Libya will leave in 2023, in light of widespread controversy over the escalating political conflict, especially regarding the election file, which faces a clear contradiction in views between the main parties. The Libyan street hopes that in 2024, it will witness a serious agreement on electoral laws and the political process in general. After years of unfulfilled promises and efforts that yielded nothing but more disappointments. It is expected that a new date will be announced in mid-January 2024 for the preparatory meeting for the five-party table, which the international community is betting on as a mechanism to achieve consensus between the conflicting Libyan political parties, whether in the east or west of the country, while the United Nations mission to Libya confirmed its commitment to facilitating dialogue between… The main parties, and the mission called on those parties to nominate their representatives for the preparatory meeting, which was proposed by the UN envoy Abdullah Batili, without delay, and added that the main parties must agree on a clear electoral path, a timetable for the elections, and reach a consensus on forming a unified government. However, it is expected that the Libyan parties will be unable to meet, or even to nominate their representatives for the preparatory meeting. This reveals the presence of real obstacles that prevent resolving the crisis, and that the situation in 2024 will not be better than 2023. This is for several reasons, the most prominent of which are: The political elites are still the same ones obstructing the solution. In order to preserve its privileges and interests that are also linked to regional and international agendas, it does not rush to reach the moment of leaving the tunnel.


Lebanon is suffering from a catastrophic failure in all its institutions. Which puts it in a state of extreme fear that Hezbollah will drag it into a war with Israel, amid the intensification of the clashes on the northern front, and the Lebanese interior is calling for the implementation of Law 1701; To remove Hezbollah from the equation, and to spread border peace between Israel and Lebanon. As for the issue of the political vacuum, it is expected that the crisis will be resolved soon, especially in light of the rapprochement between Hezbollah and Joseph Aoun, the Lebanese Minister of Defense, and especially after his term was extended for another year.

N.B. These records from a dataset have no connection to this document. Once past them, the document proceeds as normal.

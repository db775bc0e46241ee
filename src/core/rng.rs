//! Deterministic random number generation for color derivation
//!
//! A small PCG-XSH-RR generator (32-bit output from 64-bit state). Player
//! colors must survive sessions and dependency upgrades, so the generator
//! is written out here instead of pulling in a crate whose stream could
//! change between versions.

// =============================================================================
// PCG-XSH-RR
// =============================================================================

/// PCG multiplier constant
const MULTIPLIER: u64 = 6364136223846793005;

/// PCG increment constant
const INCREMENT: u64 = 1442695040888963407;

/// Seeded 32-bit generator with 64-bit internal state.
///
/// The same seed always produces the same sequence.
#[derive(Clone, Copy, Debug)]
pub struct Pcg32 {
    state: u64,
}

impl Pcg32 {
    /// Create a generator from a seed, mixing once so nearby seeds don't
    /// produce nearby first outputs
    pub fn new(seed: u64) -> Self {
        let mut rng = Self {
            state: seed.wrapping_add(INCREMENT),
        };
        rng.step();
        rng
    }

    /// Advance the LCG state by one step
    #[inline]
    fn step(&mut self) {
        self.state = self.state.wrapping_mul(MULTIPLIER).wrapping_add(INCREMENT);
    }

    /// Next 32-bit value: xorshift the current state, rotate by its top
    /// bits, then advance
    pub fn next_u32(&mut self) -> u32 {
        let state = self.state;
        self.step();

        let xorshifted = (((state >> 18) ^ state) >> 27) as u32;
        let rot = (state >> 59) as u32;
        xorshifted.rotate_right(rot)
    }

    /// Uniform value in `[min, max)`. Returns `min` when the range is empty.
    pub fn gen_range(&mut self, min: u32, max: u32) -> u32 {
        if min >= max {
            return min;
        }
        min + self.next_u32() % (max - min)
    }
}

December witnessed a continuation of tensions between the Malian forces and the Azawad Movements over control of the Azawad region in the north of the country, which have ended so far with the Malian army retaking the city of Kidal, and the Azawad Movements imposing a comprehensive siege on the main roads in northern Mali. The move to summon Mali would also… Its ambassador to Algeria and the visit of its Foreign Minister to Morocco, with which Algeria severed diplomatic relations in August 2021, and disturbing (financial-Algerian) relations, which may affect the possibility of serious re-negotiations between the two parties within the framework of the peace and reconciliation agreement sponsored by Algeria, and thus increase fears of the continuation of Escalation and repetition of the 2012 scenario, which threatens the prolongation and expansion of the conflict.